Qui n’a jamais rêvé de construire son propre hameau, puis de le voir prendre de l’expansion, de semaine en semaine? Et qui n’a jamais rêvé de jouer d’adresse et d’audace en multipliant les bons coups, histoire de maximiser son pointage? Le mélange de ces deux types de divertissement semble être passablement spécifique, mais dans Combolands, la formule fonctionne. Et fonctionne très bien, d’ailleurs.
Développé et publié par Crux Games, ce titre tente ainsi de combiner le meilleur de deux titres s’étant aisément imposés dans leur genre respectif: Sim City et Balatro.
L’idée, ici, est relativement simple: en fonction de certaines tuiles que l’on pige, chaque tour, on placera des bâtiments sur un terrain possédant certaines particularités, notamment divers types de ressources.
Ces bâtiments déclencheront, en fonction de certains facteurs, des effets allant de l’accumulation de points à l’obtention d’habiletés spéciales ayant leur propre influence sur notre score. Après tout, l’objectif ultime consiste à atteindre ou dépasser le nombre de points de chacun des niveaux à franchir, afin de tenter de remporter la partie.

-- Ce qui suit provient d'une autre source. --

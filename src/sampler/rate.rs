use serde::Serialize;
use std::time::Duration;

use crate::config::SCAN_DEFAULT_FPS;
use crate::error::{Result, ScanError};

/// Sampling rate in frames per second. Always positive and finite, with an
/// interval that fits in a [`Duration`].
#[derive(Debug, Clone, Copy, PartialEq, Serialize)]
pub struct ScanRate {
    fps: f64,
    interval: Duration,
}

impl ScanRate {
    pub fn new(fps: f64) -> Result<Self> {
        if !fps.is_finite() || fps <= 0.0 {
            return Err(ScanError::InvalidArgument(format!(
                "scan rate must be a positive number of frames per second, got {fps}"
            )));
        }

        let interval = Duration::try_from_secs_f64(1.0 / fps).map_err(|err| {
            ScanError::InvalidArgument(format!("scan rate {fps} fps is too slow: {err}"))
        })?;

        Ok(Self { fps, interval })
    }

    pub fn fps(&self) -> f64 {
        self.fps
    }

    /// Delay between the end of one tick and the start of the next: `1000 / fps` ms.
    pub fn interval(&self) -> Duration {
        self.interval
    }
}

impl Default for ScanRate {
    fn default() -> Self {
        Self {
            fps: SCAN_DEFAULT_FPS,
            interval: Duration::from_millis(500),
        }
    }
}
use anyhow::{Context, Result};
use serde::{Deserialize, Serialize};
use std::{fs, path::Path};

use crate::error::ScanError;
use crate::sampler::ScanRate;

/// Viewport width used when the render surface reports zero.
pub const DEFAULT_WIDTH: u32 = 300;
/// Viewport height used when the render surface reports zero.
pub const DEFAULT_HEIGHT: u32 = 300;
pub const SCAN_DEFAULT_FPS: f64 = 2.0;
/// Smallest accepted focus box side.
pub const MIN_QR_BOX_SIZE: f64 = 50.0;

/// Per-call scanning options.
///
/// Camera scanning reads `fps` and `box_size`; still-image scanning reads
/// `show_image`. Unknown JSON fields are ignored so host apps can keep
/// their own keys next to ours.
#[derive(Debug, Clone, PartialEq, Serialize, Deserialize)]
#[serde(rename_all = "camelCase", default)]
pub struct ScanConfig {
    /// Sampling rate in frames per second.
    pub fps: f64,
    /// Side length of the centred focus box; `None` scans the whole viewport.
    #[serde(alias = "qrbox")]
    pub box_size: Option<f64>,
    /// Render the still image on the surface before decoding it.
    pub show_image: bool,
}

impl Default for ScanConfig {
    fn default() -> Self {
        Self {
            fps: SCAN_DEFAULT_FPS,
            box_size: None,
            show_image: true,
        }
    }
}

impl ScanConfig {
    pub fn new() -> Self {
        Self::default()
    }

    pub fn with_fps(mut self, fps: f64) -> Self {
        self.fps = fps;
        self
    }

    pub fn with_box_size(mut self, box_size: f64) -> Self {
        self.box_size = Some(box_size);
        self
    }

    pub fn with_show_image(mut self, show_image: bool) -> Self {
        self.show_image = show_image;
        self
    }

    /// Checks the fields that do not depend on the viewport.
    ///
    /// Box size bounds are viewport-relative and are checked by
    /// [`compute_focus_region`](crate::geometry::compute_focus_region).
    pub fn validate(&self) -> Result<(), ScanError> {
        ScanRate::new(self.fps)?;
        if let Some(size) = self.box_size {
            if !size.is_finite() {
                return Err(ScanError::InvalidArgument(format!(
                    "'boxSize' must be a finite number, got {size}"
                )));
            }
        }
        Ok(())
    }

    pub fn from_json_str(contents: &str) -> Result<Self> {
        let config: ScanConfig =
            serde_json::from_str(contents).context("Failed to parse scan configuration")?;
        config.validate()?;
        Ok(config)
    }

    pub fn from_json_file(path: impl AsRef<Path>) -> Result<Self> {
        let path = path.as_ref();
        let contents = fs::read_to_string(path)
            .with_context(|| format!("Failed to read scan configuration from {}", path.display()))?;
        Self::from_json_str(&contents)
            .with_context(|| format!("Invalid scan configuration in {}", path.display()))
    }
}

#[cfg(test)]
mod tests {
    use super::*;
    use std::io::Write;

    #[test]
    fn defaults_match_documented_values() {
        let config = ScanConfig::default();
        assert_eq!(config.fps, 2.0);
        assert_eq!(config.box_size, None);
        assert!(config.show_image);
    }

    #[test]
    fn json_accepts_qrbox_alias_and_fills_defaults() {
        let config = ScanConfig::from_json_str(r#"{ "qrbox": 250 }"#).unwrap();
        assert_eq!(config.box_size, Some(250.0));
        assert_eq!(config.fps, SCAN_DEFAULT_FPS);
        assert!(config.show_image);

        let config = ScanConfig::from_json_str(r#"{ "fps": 10, "boxSize": 120, "showImage": false }"#)
            .unwrap();
        assert_eq!(config.fps, 10.0);
        assert_eq!(config.box_size, Some(120.0));
        assert!(!config.show_image);
    }

    #[test]
    fn validate_rejects_unusable_fps() {
        for fps in [0.0, -1.0, f64::NAN, f64::INFINITY, 1e-300] {
            let err = ScanConfig::new().with_fps(fps).validate().unwrap_err();
            assert!(matches!(err, ScanError::InvalidArgument(_)), "fps {fps}");
        }
    }

    #[test]
    fn from_json_file_reports_path_on_bad_contents() {
        let mut file = tempfile::NamedTempFile::new().unwrap();
        write!(file, "{{ \"fps\": 0 }}").unwrap();

        let err = ScanConfig::from_json_file(file.path()).unwrap_err();
        assert!(format!("{err:#}").contains(&file.path().display().to_string()));
    }
}
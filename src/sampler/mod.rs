pub mod controller;
pub mod loop_worker;
pub mod rate;

use image::RgbaImage;

pub use controller::FrameSampler;
pub use rate::ScanRate;

/// Called after every copy with the freshly filled decode buffer.
pub type FrameCallback = Box<dyn FnMut(&RgbaImage) + Send + 'static>;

Si l’idée des bâtiments ayant des effets sur leur voisinage immédiat ou plus éloigné évoque sans surprise tous ces titres de construction de villes, y compris la référence indétrônable qu’est le classique de Maxis, le côté synergie de la chose, avec entre autres la nécessité de coordonner le fonctionnement des bâtiments (dont le délai varie), rappelle clairement un autre jeu fantastique: Balatro.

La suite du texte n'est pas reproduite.